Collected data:
┄┄┄┄┄┄

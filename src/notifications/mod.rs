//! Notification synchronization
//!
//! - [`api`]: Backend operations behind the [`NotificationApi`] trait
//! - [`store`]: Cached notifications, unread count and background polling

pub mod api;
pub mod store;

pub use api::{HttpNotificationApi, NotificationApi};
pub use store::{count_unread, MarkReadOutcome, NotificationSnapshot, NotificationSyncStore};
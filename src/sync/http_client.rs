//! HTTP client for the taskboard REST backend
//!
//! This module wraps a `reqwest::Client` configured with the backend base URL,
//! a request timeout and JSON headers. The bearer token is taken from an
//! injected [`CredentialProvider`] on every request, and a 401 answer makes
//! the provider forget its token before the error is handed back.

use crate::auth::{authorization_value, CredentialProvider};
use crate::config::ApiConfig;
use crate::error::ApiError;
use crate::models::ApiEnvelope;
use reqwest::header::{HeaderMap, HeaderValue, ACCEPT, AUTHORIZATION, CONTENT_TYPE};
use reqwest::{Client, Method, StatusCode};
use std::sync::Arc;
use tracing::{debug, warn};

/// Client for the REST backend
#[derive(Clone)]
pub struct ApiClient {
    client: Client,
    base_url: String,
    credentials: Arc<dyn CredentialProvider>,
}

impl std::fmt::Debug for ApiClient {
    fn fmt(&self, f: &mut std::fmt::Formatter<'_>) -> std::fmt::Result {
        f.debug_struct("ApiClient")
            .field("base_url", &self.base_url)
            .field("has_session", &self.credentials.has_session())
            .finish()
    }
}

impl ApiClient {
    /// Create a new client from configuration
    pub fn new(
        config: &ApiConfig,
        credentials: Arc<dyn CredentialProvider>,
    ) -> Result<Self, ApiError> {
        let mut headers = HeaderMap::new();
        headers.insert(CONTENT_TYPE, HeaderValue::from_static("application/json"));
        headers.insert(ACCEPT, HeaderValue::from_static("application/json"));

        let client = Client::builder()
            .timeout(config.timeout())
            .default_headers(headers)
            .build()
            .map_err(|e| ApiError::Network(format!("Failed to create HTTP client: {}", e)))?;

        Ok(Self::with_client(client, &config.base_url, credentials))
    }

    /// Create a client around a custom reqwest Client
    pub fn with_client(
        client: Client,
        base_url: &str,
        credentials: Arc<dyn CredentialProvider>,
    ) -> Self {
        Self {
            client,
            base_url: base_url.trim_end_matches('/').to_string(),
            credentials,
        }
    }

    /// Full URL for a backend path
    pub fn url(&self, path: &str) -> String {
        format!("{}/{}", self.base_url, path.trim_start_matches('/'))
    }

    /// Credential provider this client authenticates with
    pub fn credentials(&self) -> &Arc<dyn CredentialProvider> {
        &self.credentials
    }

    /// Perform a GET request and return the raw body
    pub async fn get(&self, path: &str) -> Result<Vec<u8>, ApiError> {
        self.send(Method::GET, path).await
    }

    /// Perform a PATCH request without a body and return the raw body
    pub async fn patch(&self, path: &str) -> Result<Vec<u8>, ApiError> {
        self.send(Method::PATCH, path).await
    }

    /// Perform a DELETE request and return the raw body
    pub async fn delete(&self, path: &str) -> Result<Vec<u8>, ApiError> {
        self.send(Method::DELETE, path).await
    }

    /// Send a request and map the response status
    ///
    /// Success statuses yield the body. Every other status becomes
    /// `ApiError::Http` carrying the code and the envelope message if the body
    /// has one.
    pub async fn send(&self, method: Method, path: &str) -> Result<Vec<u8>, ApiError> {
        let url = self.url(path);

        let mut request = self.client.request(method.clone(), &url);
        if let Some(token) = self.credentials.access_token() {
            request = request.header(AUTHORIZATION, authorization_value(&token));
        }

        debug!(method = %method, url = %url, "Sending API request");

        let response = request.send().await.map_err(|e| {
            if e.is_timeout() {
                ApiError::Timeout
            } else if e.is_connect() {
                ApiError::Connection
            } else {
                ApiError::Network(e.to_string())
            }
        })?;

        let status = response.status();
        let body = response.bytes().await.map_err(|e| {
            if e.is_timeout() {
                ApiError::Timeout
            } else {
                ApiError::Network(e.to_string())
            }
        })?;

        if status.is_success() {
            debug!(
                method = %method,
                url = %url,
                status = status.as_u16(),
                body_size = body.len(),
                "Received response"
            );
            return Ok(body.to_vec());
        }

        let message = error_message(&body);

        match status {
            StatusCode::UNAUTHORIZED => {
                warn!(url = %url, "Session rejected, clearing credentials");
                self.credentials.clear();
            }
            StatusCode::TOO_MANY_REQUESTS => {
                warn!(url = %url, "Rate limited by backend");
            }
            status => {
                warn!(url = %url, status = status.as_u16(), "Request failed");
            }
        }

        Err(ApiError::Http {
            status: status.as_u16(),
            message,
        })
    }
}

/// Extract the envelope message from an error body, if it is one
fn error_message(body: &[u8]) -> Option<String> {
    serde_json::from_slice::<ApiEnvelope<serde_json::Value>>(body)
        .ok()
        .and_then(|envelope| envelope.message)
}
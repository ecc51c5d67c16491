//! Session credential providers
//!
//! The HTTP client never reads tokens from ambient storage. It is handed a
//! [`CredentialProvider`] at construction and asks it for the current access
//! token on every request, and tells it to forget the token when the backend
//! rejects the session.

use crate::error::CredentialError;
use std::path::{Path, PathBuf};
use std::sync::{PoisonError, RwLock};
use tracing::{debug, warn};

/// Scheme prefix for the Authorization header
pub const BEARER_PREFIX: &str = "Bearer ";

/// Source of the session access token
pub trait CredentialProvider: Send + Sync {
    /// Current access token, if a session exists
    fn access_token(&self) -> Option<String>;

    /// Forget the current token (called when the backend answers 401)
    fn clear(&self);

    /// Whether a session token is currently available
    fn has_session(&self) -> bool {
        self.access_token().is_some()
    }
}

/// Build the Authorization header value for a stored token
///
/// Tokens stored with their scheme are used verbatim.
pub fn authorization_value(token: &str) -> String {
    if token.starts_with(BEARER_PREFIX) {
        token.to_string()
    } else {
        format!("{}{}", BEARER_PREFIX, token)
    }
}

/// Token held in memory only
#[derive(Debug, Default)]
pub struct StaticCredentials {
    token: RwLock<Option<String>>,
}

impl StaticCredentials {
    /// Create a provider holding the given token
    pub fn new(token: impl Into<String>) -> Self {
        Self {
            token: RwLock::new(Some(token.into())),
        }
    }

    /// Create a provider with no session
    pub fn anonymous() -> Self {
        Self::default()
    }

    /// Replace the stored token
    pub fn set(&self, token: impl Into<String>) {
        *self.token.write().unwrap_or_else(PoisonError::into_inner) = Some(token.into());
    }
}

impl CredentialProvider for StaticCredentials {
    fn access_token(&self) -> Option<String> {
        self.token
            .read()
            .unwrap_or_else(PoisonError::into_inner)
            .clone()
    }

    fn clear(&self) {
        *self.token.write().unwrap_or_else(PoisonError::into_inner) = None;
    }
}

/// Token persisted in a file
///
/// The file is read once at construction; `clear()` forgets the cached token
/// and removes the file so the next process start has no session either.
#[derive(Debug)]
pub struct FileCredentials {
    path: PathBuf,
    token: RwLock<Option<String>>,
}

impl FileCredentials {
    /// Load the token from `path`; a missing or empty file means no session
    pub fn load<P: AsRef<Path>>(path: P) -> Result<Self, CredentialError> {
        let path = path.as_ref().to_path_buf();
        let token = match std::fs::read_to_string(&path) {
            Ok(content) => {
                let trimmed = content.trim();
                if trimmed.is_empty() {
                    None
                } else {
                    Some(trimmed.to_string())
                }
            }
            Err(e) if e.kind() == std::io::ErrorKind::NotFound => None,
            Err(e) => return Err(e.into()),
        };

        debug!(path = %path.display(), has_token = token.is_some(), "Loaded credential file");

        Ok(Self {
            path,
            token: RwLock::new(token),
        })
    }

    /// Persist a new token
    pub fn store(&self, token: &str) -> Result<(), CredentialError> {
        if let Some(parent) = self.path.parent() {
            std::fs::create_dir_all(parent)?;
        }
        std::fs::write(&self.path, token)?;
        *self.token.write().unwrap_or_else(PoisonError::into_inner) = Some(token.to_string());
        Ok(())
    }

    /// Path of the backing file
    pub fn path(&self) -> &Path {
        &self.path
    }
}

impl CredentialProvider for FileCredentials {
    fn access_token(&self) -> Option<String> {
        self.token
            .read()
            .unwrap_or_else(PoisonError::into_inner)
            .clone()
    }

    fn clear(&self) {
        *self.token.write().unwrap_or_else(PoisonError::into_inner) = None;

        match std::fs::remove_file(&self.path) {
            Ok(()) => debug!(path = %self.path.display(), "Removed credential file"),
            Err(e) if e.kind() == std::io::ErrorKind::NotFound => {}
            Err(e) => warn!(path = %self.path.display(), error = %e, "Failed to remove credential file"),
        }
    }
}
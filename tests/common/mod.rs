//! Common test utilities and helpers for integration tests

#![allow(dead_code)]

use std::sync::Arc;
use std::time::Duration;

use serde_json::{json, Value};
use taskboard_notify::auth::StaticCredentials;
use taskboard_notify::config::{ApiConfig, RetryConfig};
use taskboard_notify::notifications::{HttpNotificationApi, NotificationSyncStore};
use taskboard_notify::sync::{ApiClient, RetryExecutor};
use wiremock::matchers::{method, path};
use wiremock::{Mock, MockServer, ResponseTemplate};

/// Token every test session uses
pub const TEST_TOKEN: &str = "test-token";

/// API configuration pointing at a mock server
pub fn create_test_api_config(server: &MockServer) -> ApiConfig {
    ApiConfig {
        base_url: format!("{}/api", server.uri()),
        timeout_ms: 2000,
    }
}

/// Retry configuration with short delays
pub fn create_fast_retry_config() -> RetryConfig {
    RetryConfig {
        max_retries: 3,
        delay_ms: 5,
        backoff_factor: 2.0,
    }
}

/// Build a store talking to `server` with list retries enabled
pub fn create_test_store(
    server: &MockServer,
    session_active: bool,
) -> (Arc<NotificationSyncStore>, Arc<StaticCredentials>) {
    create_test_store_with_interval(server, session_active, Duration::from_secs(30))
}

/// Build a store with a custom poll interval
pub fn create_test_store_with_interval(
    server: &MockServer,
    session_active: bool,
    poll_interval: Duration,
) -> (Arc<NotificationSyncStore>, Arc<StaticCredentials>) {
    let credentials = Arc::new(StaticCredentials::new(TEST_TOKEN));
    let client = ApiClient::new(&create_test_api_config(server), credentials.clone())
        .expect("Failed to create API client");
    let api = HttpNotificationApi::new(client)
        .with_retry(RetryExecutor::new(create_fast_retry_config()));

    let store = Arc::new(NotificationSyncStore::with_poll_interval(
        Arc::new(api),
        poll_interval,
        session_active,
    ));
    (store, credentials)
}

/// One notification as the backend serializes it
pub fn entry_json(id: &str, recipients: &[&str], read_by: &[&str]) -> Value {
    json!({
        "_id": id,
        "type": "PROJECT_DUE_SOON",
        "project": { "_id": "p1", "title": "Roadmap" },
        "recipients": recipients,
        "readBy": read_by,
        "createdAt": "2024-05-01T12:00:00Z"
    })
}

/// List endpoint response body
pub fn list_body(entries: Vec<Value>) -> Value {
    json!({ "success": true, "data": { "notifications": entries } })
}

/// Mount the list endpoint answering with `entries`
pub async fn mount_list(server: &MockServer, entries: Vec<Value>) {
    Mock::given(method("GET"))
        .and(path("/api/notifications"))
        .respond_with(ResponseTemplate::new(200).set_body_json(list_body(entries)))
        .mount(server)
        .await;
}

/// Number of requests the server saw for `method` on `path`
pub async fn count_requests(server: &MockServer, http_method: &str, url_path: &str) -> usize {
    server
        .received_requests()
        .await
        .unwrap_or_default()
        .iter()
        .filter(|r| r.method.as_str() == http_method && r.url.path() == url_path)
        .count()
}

┄┄┄┄┄┄

▶ What you need to do: Wherever "CredentialError" occurs in the entries above, copy the line it sits on.

▶ Result of the exercise:
use crate::error::CredentialError;
    pub fn load<P: AsRef<Path>>(path: P) -> Result<Self, CredentialError> {
    pub fn store(&self, token: &str) -> Result<(), CredentialError> {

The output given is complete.